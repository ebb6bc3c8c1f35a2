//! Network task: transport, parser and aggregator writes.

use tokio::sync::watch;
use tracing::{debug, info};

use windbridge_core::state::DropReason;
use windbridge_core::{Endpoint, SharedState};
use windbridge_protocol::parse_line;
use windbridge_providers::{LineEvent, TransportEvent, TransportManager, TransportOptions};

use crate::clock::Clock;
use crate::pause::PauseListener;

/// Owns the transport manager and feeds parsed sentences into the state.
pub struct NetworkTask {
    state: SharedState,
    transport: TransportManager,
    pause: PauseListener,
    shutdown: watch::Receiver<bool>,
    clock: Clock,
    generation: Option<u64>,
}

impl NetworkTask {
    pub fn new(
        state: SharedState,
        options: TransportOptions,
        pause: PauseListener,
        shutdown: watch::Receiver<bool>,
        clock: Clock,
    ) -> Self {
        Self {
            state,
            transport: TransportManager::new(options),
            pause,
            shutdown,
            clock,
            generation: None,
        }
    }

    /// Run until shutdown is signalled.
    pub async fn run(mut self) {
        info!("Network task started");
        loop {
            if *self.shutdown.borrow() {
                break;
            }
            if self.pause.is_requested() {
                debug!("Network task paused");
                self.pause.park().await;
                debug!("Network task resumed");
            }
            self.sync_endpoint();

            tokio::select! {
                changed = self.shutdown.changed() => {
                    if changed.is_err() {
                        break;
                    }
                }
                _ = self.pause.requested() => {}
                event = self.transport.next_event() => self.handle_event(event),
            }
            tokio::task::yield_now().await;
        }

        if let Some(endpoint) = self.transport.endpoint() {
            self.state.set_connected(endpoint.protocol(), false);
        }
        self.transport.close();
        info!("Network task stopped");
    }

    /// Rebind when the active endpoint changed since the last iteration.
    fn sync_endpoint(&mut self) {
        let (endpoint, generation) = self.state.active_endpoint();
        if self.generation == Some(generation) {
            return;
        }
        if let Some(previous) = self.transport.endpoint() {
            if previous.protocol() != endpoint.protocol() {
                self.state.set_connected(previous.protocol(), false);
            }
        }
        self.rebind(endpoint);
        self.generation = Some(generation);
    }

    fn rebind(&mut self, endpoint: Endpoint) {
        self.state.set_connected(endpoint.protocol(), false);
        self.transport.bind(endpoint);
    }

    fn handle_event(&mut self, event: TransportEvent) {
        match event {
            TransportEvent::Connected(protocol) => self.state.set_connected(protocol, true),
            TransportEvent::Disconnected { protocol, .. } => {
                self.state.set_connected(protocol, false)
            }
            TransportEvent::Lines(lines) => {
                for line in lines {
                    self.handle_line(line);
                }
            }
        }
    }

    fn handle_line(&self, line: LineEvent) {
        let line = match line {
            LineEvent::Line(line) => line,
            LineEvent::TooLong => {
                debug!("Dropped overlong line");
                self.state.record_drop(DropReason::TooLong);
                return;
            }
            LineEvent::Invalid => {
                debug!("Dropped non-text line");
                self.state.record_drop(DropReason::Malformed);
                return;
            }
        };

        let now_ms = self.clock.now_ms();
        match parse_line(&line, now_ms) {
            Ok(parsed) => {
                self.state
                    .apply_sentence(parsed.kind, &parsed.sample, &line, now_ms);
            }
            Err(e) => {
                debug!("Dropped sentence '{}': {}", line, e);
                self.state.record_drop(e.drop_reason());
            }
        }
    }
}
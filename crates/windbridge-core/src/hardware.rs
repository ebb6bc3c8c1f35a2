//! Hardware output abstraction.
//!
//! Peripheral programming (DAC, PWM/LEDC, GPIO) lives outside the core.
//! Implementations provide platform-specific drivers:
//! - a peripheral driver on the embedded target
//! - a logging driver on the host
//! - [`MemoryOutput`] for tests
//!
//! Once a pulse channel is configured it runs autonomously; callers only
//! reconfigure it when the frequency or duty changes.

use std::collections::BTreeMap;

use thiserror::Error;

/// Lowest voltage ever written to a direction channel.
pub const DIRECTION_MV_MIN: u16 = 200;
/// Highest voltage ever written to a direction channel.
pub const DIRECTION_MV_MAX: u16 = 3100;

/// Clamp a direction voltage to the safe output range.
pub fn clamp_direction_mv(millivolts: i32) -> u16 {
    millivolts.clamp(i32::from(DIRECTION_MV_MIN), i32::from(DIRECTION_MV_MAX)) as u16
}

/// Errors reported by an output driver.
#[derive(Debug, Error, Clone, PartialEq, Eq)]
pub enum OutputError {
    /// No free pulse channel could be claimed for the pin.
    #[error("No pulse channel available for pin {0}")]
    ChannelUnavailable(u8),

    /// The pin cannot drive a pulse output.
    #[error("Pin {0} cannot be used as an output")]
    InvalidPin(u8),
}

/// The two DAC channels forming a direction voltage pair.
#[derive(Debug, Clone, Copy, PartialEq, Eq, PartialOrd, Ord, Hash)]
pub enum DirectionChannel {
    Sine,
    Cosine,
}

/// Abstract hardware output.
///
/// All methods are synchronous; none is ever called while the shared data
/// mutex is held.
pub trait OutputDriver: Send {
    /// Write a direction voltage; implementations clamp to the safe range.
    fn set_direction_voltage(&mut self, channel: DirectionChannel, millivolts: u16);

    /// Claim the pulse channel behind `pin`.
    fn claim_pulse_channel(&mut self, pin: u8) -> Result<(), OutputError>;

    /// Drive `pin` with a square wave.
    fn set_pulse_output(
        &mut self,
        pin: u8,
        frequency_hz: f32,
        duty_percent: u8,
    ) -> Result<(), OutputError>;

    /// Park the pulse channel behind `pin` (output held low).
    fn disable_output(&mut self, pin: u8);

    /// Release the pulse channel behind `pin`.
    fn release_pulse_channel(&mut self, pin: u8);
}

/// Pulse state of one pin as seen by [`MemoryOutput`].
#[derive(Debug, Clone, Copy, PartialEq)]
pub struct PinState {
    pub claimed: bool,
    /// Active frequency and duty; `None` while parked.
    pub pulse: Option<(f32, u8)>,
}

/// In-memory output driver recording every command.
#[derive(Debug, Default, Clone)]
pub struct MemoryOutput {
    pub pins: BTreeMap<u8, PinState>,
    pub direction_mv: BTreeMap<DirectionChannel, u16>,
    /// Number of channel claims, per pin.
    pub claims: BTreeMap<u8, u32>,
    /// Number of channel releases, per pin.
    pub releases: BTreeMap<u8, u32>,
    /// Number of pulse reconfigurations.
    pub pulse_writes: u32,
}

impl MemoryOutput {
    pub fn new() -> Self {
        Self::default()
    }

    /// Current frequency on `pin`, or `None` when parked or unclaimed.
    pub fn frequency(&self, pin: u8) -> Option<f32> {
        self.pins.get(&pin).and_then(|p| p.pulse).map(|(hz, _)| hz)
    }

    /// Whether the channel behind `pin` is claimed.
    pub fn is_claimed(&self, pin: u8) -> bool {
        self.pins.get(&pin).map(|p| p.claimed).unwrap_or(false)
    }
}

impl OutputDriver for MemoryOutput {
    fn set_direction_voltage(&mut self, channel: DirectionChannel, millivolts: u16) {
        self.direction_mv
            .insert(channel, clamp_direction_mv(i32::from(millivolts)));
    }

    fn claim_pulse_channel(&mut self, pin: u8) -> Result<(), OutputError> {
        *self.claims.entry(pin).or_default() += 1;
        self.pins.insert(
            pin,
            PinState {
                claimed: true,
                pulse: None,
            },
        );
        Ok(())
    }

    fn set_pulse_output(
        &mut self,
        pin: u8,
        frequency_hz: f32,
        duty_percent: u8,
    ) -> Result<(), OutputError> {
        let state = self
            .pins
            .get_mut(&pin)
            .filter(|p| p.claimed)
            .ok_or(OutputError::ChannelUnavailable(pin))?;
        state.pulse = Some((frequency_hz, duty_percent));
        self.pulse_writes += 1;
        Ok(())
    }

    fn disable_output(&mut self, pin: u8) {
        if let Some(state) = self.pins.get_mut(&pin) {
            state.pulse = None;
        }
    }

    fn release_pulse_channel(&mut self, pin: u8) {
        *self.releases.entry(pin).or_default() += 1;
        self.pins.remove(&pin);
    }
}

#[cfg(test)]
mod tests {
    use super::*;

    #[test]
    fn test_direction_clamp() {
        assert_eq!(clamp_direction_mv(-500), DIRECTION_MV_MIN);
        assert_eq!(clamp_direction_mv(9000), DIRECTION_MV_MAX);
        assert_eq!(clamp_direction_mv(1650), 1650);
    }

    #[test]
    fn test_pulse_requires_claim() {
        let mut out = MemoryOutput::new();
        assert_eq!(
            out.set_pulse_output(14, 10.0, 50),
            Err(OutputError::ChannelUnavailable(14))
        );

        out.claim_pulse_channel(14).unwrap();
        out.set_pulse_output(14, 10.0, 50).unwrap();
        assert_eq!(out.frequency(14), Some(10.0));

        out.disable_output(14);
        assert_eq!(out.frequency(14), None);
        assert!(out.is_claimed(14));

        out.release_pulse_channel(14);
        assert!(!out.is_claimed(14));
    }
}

### WHAT THE TASK REQUIRES
Search the entries for the string "lines" and collect each line that has it.

### FINISHED EXERCISE
            TransportEvent::Lines(lines) => {
                for line in lines {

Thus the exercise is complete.